Activate proteases (break down cytoskeleton) and endonucleases (break down DNA)

Activated in multiple pathways:
1. Intrinsic Mitochondrial Pathway where Bcl2 is inactivated. Inactivation leads to Cyto C leaking out of mitochondria into cytosol and activating caspases.

Bcl2 is a proto-oncogene that is implicated in B Cell Lymphoma (BCL). It competes with apoptotic proteins ie Bax which is a pro-apoptotic protein activated by p53 when it senses cell damage. When activated it combines with Bak which releases Cyto C.

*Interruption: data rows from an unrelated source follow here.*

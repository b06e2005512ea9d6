use thiserror::Error;

/// Errors raised by the engine.
///
/// Everything except [`Error::UnsupportedConfiguration`] is fatal for the call that
/// produced it. `UnsupportedConfiguration` marks a legitimate partial setup (no terminal
/// loss layer, non time-series input handed to truncated BPTT, ...); the engine logs it
/// and turns the operation into a no-op instead of failing.
#[derive(Debug, Clone, PartialEq, Error)]
pub enum Error {
    #[error("shape mismatch: {0}")]
    ShapeMismatch(String),
    #[error("invalid index: {0}")]
    InvalidIndex(String),
    #[error("missing input: {0}")]
    MissingInput(String),
    #[error("missing labels: no labels were set before the output layer was asked for gradients")]
    MissingLabels,
    #[error("unsupported configuration: {0}")]
    UnsupportedConfiguration(String),
    #[error("invalid config: {0}")]
    InvalidConfig(String),
    #[error("invalid data: {0}")]
    InvalidData(String),
    #[error("invalid parameter key {0:?}: expected \"<layer>_<name>\"")]
    InvalidParamKey(String),
    #[error("workspace {name} overflow: requested {requested} elements with {available} available")]
    WorkspaceOverflow {
        name: &'static str,
        requested: usize,
        available: usize,
    },
    #[error("concurrency: {0}")]
    Concurrency(String),
}

pub type Result<T> = std::result::Result<T, Error>;

impl Error {
    /// Whether the engine treats this error as a soft no-op.
    #[inline]
    pub fn is_recoverable(&self) -> bool {
        matches!(self, Error::UnsupportedConfiguration(_))
    }

    pub(crate) fn index(what: &str, index: usize, len: usize) -> Self {
        Error::InvalidIndex(format!("{what} {index} out of range for length {len}"))
    }
}

/// Downgrades a recoverable error into a logged no-op.
///
/// This is the only place that decides between "warn and return nothing" and
/// "propagate"; both backward entry points and truncated BPTT route through it.
pub(crate) fn soften<T>(result: Result<T>) -> Result<Option<T>> {
    match result {
        Ok(value) => Ok(Some(value)),
        Err(err) if err.is_recoverable() => {
            tracing::warn!(error = %err, "operation skipped");
            Ok(None)
        }
        Err(err) => Err(err),
    }
}

#[cfg(test)]
mod tests {
    use super::*;

    #[test]
    fn only_unsupported_configuration_is_recoverable() {
        assert!(Error::UnsupportedConfiguration("x".to_owned()).is_recoverable());
        assert!(!Error::MissingLabels.is_recoverable());
        assert!(!Error::ShapeMismatch("x".to_owned()).is_recoverable());
    }

    #[test]
    fn soften_passes_values_and_fatal_errors_through() {
        assert_eq!(soften(Ok(3)).unwrap(), Some(3));
        assert_eq!(
            soften::<()>(Err(Error::UnsupportedConfiguration("no output layer".to_owned())))
                .unwrap(),
            None
        );
        assert_eq!(soften::<()>(Err(Error::MissingLabels)), Err(Error::MissingLabels));
    }
}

Cyto C then activates Apaf-1 which activates caspases. Bcl2 can also bind Apaf-1, blocking it from activating cytosolic caspases.

So in cancer formation, its the Bcl2 that doesn't let Cyto C out so that the cell cannot undergo apoptosis but instead stays around multiplying itself...--->cancer. Excessive Bcl2 formation seen in follicular lymphoma

2. Extrinsic receptor ligand pathwy
Fas/FasLigand...Fas ligand binds FAS death receptor (CD95) on the target cell. This binding activates caspases. This exact thing happens in Neg selection of thymocytes in the Thymus.

3. Cytotoxic CD8+ pthwy
CD8+ secrete performs that punch holes into the target cell. Granzyme enter the holes and activate caspases.